How long do you (if you have) wait to decide whether or not to euthanize a fish?

Stormrunner's been rapidly deteriorating from yesterday to today.. right now he's in a hospital tank in three inches of water, lying on his side on the bottom. He only moves to come up for air, and when he does he jerks around trying to make it to the surface. I've already lowered his water level once already.. when he's grabbed a gulp of air he just falls back to the bottom.

I'm not sure what even happened.. he was fine the day before yesterday. I did a 20% change when he looked funny and tested the water.. the ammonia was way up even though I had just changed it two days previously. Yesterday I did a 40% change, and this morning when he was propping himself up on plants to stay up I removed him and put him into the hospital tank. I did another 20% change on the tank.

This whole time Nettle, his tankmate, has shown no signs of illness or abnormal behavior.

He hasn't shown much improvement over the course of the day.. right now he's lying on his side over a silk leaf, motionless. His fins are dark black still, but the marbled portion on his body is pale. I don't know whether he's in pain or not, but he isn't doing well.

How long until I should make the call, and what can I do that won't cause him any pain? His water will get changed tomorrow to keep it clean, and I really don't know if there's anything else I can do for him.

Sorry for the long post.. I don't want to lose him (no one ever wants to lose a pet) but I don't want him to suffer and die slowly, either. I feel crushed that something so dependent on me for life is withering away right next to me.

Thanks for any advice, in advance.


----------



## TaylorW

I am so sorry about your fish!!   

I don't know much about euthanasia, but I have found a thread on it if you have to do it :/ I really hope you don't though, I hope he gets better! Good luck to you and your fishy Capricorn!!
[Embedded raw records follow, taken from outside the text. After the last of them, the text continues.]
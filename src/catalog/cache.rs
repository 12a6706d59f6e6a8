//! Time-bounded cache of the provider's composition catalog
//!
//! Process-wide, read by every request, written only by the refresh path.
//! A refresh replaces the whole snapshot; two overlapping requests may both
//! refetch, and the later write wins. Provider failures never escape: the
//! cache serves the stale snapshot if it has one, else an empty list.

use std::sync::{Arc, Mutex};
use std::time::Duration;

use banidb_client::ScriptureProvider;
use chrono::{DateTime, Utc};
use gurbani_types::CatalogEntry;
use tokio::sync::RwLock;
use tracing::{debug, info, warn};

use crate::config::CatalogConfig;

/// Source of "now" for freshness checks
pub trait Clock: Send + Sync {
    fn now(&self) -> DateTime<Utc>;
}

/// Wall clock
#[derive(Debug, Clone, Copy, Default)]
pub struct SystemClock;

impl Clock for SystemClock {
    fn now(&self) -> DateTime<Utc> {
        Utc::now()
    }
}

/// Clock that only moves when told to
#[derive(Debug)]
pub struct ManualClock {
    now: Mutex<DateTime<Utc>>,
}

impl ManualClock {
    pub fn new(start: DateTime<Utc>) -> Self {
        Self {
            now: Mutex::new(start),
        }
    }

    pub fn advance(&self, by: chrono::Duration) {
        if let Ok(mut now) = self.now.lock() {
            *now += by;
        }
    }
}

impl Default for ManualClock {
    fn default() -> Self {
        Self::new(Utc::now())
    }
}

impl Clock for ManualClock {
    fn now(&self) -> DateTime<Utc> {
        self.now.lock().map(|now| *now).unwrap_or_else(|_| Utc::now())
    }
}

#[derive(Debug, Clone)]
struct Snapshot {
    entries: Arc<Vec<CatalogEntry>>,
    fetched_at: DateTime<Utc>,
}

pub struct CatalogCache {
    provider: Arc<dyn ScriptureProvider>,
    clock: Arc<dyn Clock>,
    ttl: chrono::Duration,
    fetch_timeout: Duration,
    snapshot: RwLock<Option<Snapshot>>,
}

impl CatalogCache {
    pub fn new(provider: Arc<dyn ScriptureProvider>, config: &CatalogConfig) -> Self {
        Self {
            provider,
            clock: Arc::new(SystemClock),
            ttl: config.ttl(),
            fetch_timeout: config.fetch_timeout(),
            snapshot: RwLock::new(None),
        }
    }

    pub fn with_clock(mut self, clock: Arc<dyn Clock>) -> Self {
        self.clock = clock;
        self
    }

    /// An empty snapshot is never fresh
    fn is_fresh(&self, snapshot: &Snapshot, now: DateTime<Utc>) -> bool {
        !snapshot.entries.is_empty()
            && now.signed_duration_since(snapshot.fetched_at) < self.ttl
    }

    /// Current catalog, refreshing first when empty or expired
    pub async fn entries(&self) -> Arc<Vec<CatalogEntry>> {
        let now = self.clock.now();
        {
            let guard = self.snapshot.read().await;
            if let Some(snapshot) = guard.as_ref() {
                if self.is_fresh(snapshot, now) {
                    return snapshot.entries.clone();
                }
            }
        }

        match tokio::time::timeout(self.fetch_timeout, self.provider.fetch_catalog()).await {
            Ok(Ok(entries)) => {
                info!(count = entries.len(), "Catalog refreshed");
                let entries = Arc::new(entries);
                *self.snapshot.write().await = Some(Snapshot {
                    entries: entries.clone(),
                    fetched_at: now,
                });
                return entries;
            }
            Ok(Err(e)) => warn!(error = %e, "Catalog refresh failed"),
            Err(_) => warn!(
                timeout_ms = self.fetch_timeout.as_millis() as u64,
                "Catalog refresh timed out"
            ),
        }

        match self.snapshot.read().await.as_ref() {
            Some(stale) => {
                debug!(fetched_at = %stale.fetched_at, "Serving stale catalog");
                stale.entries.clone()
            }
            None => Arc::new(Vec::new()),
        }
    }

    /// When the current snapshot was fetched, if there is one
    pub async fn fetched_at(&self) -> Option<DateTime<Utc>> {
        self.snapshot.read().await.as_ref().map(|s| s.fetched_at)
    }
}
//! REST API for query resolution
//!
//! Thin axum layer over [`QueryEngine`](crate::engine::QueryEngine).

#[cfg(feature = "server")]
pub mod search_routes;

#[cfg(feature = "server")]
pub use search_routes::create_search_router;
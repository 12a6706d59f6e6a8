//! Live tracker for a continuous speech transcript
//!
//! The speech-to-text layer hands over its growing transcript. The tracker
//! cuts off the part already consumed by the last match, drops noise and
//! half-words, tries to continue inside the current composition, and only
//! then runs a full resolution. A newer fragment aborts the resolution still
//! in flight; the aborted call reports `Superseded`.

use std::sync::{Arc, Mutex, MutexGuard, PoisonError};

use gurbani_types::{ResolveRequest, ResolveResponse};
use tokio::task::AbortHandle;
use tracing::{debug, info, warn};
use uuid::Uuid;

use crate::engine::QueryEngine;
use crate::noise::is_noise;

/// Why a transcript update did not trigger any matching
#[derive(Debug, Clone, Copy, PartialEq, Eq)]
pub enum IgnoreReason {
    /// Nothing new since the last match
    NothingNew,
    Noise,
    /// Too little speech to search on yet
    TooShort,
}

#[derive(Debug, Clone, PartialEq)]
pub enum TrackOutcome {
    Ignored(IgnoreReason),
    /// Matched a nearby line of the current composition
    Continued(ResolveResponse),
    /// Full resolution found a new match
    Resolved(ResolveResponse),
    NoMatch,
    /// A newer fragment replaced this one before it finished
    Superseded,
}

#[derive(Default)]
struct TrackerState {
    current: Option<ResolveResponse>,
    /// Transcript as it stood at the last successful match
    consumed: String,
    in_flight: Option<AbortHandle>,
    generation: u64,
}

/// At least two words, or one word longer than two characters
pub fn should_search(fragment: &str) -> bool {
    let words: Vec<&str> = fragment.split_whitespace().collect();
    match words.as_slice() {
        [] => false,
        [word] => word.chars().count() > 2,
        _ => true,
    }
}

#[derive(Clone)]
pub struct LiveTracker {
    id: Uuid,
    engine: Arc<QueryEngine>,
    state: Arc<Mutex<TrackerState>>,
}

impl LiveTracker {
    pub fn new(engine: Arc<QueryEngine>) -> Self {
        Self {
            id: Uuid::new_v4(),
            engine,
            state: Arc::new(Mutex::new(TrackerState::default())),
        }
    }

    pub fn id(&self) -> Uuid {
        self.id
    }

    fn state(&self) -> MutexGuard<'_, TrackerState> {
        self.state.lock().unwrap_or_else(PoisonError::into_inner)
    }

    /// Current match, if any
    pub fn current(&self) -> Option<ResolveResponse> {
        self.state().current.clone()
    }

    /// Forget the consumed transcript, e.g. when listening stops. The current
    /// match stays so continuation still works after a restart.
    pub fn reset(&self) {
        let mut state = self.state();
        state.consumed.clear();
        if let Some(handle) = state.in_flight.take() {
            handle.abort();
        }
    }

    /// Part of the transcript not yet consumed by a match
    pub fn unmatched_speech(&self, transcript: &str) -> String {
        let state = self.state();
        transcript
            .strip_prefix(state.consumed.as_str())
            .unwrap_or(transcript)
            .trim()
            .to_string()
    }

    /// Feed the latest full transcript
    pub async fn handle_transcript(&self, transcript: &str) -> TrackOutcome {
        let fragment = self.unmatched_speech(transcript);
        if fragment.is_empty() {
            return TrackOutcome::Ignored(IgnoreReason::NothingNew);
        }
        if is_noise(&fragment) {
            debug!(tracker = %self.id, fragment, "Ignored as noise");
            return TrackOutcome::Ignored(IgnoreReason::Noise);
        }
        if !should_search(&fragment) {
            return TrackOutcome::Ignored(IgnoreReason::TooShort);
        }

        let current = self.current();
        if let Some(next) = current
            .as_ref()
            .and_then(|current| self.engine.continue_from(current, &fragment))
        {
            let mut state = self.state();
            state.current = Some(next.clone());
            state.consumed = transcript.to_string();
            return TrackOutcome::Continued(next);
        }

        self.resolve(transcript, fragment).await
    }

    async fn resolve(&self, transcript: &str, fragment: String) -> TrackOutcome {
        let (handle, generation) = {
            let mut state = self.state();
            if let Some(previous) = state.in_flight.take() {
                previous.abort();
            }
            state.generation += 1;
            let engine = self.engine.clone();
            let request = ResolveRequest::text(fragment);
            let handle = tokio::spawn(async move { engine.resolve(&request).await });
            state.in_flight = Some(handle.abort_handle());
            (handle, state.generation)
        };

        let result = handle.await;
        let mut state = self.state();
        if state.generation == generation {
            state.in_flight = None;
        }

        match result {
            Err(e) if e.is_cancelled() => TrackOutcome::Superseded,
            Err(e) => {
                warn!(tracker = %self.id, error = %e, "Resolution task failed");
                TrackOutcome::NoMatch
            }
            Ok(Err(e)) => {
                warn!(tracker = %self.id, error = %e, "Resolution rejected");
                TrackOutcome::NoMatch
            }
            Ok(Ok(_)) if state.generation != generation => TrackOutcome::Superseded,
            Ok(Ok(response)) if response.is_match() => {
                info!(tracker = %self.id, confidence = response.confidence, "Resolved");
                state.current = Some(response.clone());
                state.consumed = transcript.to_string();
                TrackOutcome::Resolved(response)
            }
            Ok(Ok(_)) => TrackOutcome::NoMatch,
        }
    }
}
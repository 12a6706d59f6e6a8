//! ScriptureProvider trait: the sole API boundary between the resolver and
//! the verse corpus. The resolver depends on this crate, never on a concrete
//! HTTP service.
//!
//! Three consumed interfaces:
//! - verse search (query text + search-type code → candidate verses)
//! - composition fetch (bani or shabad id → ordered lines)
//! - catalog fetch (all named compositions)

pub mod http;
pub mod memory;
pub mod wire;

pub use http::{HttpProvider, HttpProviderConfig};
pub use memory::InMemoryProvider;

use async_trait::async_trait;
use gurbani_types::{CatalogEntry, Composition, CompositionRef, SearchMode, VerseCandidate};
use thiserror::Error;

pub type Result<T> = std::result::Result<T, ProviderError>;

/// Default corpus scope
pub const DEFAULT_SOURCE: &str = "all";

/// Default result limit per search call
pub const DEFAULT_RESULT_LIMIT: usize = 50;

/// Failures talking to a provider
///
/// Callers in the resolver treat every variant as "no candidates"; the
/// variants exist so logs can tell a timeout from a bad payload.
#[derive(Error, Debug)]
pub enum ProviderError {
    #[error("HTTP error: {0}")]
    Http(#[from] reqwest::Error),

    #[error("provider returned {status}: {body}")]
    Status { status: u16, body: String },

    #[error("malformed provider response: {0}")]
    Malformed(String),

    #[error("invalid provider url: {0}")]
    Url(#[from] url::ParseError),
}

/// One verse search call
#[derive(Debug, Clone, PartialEq, Eq)]
pub struct SearchRequest {
    pub text: String,
    pub mode: SearchMode,
    /// Corpus scope
    pub source: String,
    pub limit: usize,
}

impl SearchRequest {
    pub fn new(text: impl Into<String>, mode: SearchMode) -> Self {
        Self {
            text: text.into(),
            mode,
            source: DEFAULT_SOURCE.to_string(),
            limit: DEFAULT_RESULT_LIMIT,
        }
    }

    pub fn with_source(mut self, source: impl Into<String>) -> Self {
        self.source = source.into();
        self
    }

    pub fn with_limit(mut self, limit: usize) -> Self {
        self.limit = limit;
        self
    }
}

#[async_trait]
pub trait ScriptureProvider: Send + Sync {
    /// Verse search; an empty list means no hits
    async fn search(&self, request: &SearchRequest) -> Result<Vec<VerseCandidate>>;

    /// Whole composition in line order; `None` when the provider has no such id
    async fn fetch_composition(&self, reference: &CompositionRef) -> Result<Option<Composition>>;

    /// Full catalog of named compositions
    async fn fetch_catalog(&self) -> Result<Vec<CatalogEntry>>;
}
http://www.aquariumadvice.com/forums/f17/an-overview-of-euthanasia-73775.html


----------



## Alex09

I cant say when you know for sure but it sounds like maybe it is time 

I have had to euthanize sick fish before. The way I did it:
1. Place fish in water with clove oil mixed into it. This will make them fall asleep
2. Place a (plastic) bowl of water in the freezer. Once the surface starts solidifying with ice, take it out, break the ice, and net the fish into the ice-water. 

probably best to do #1 when you have #2 ready.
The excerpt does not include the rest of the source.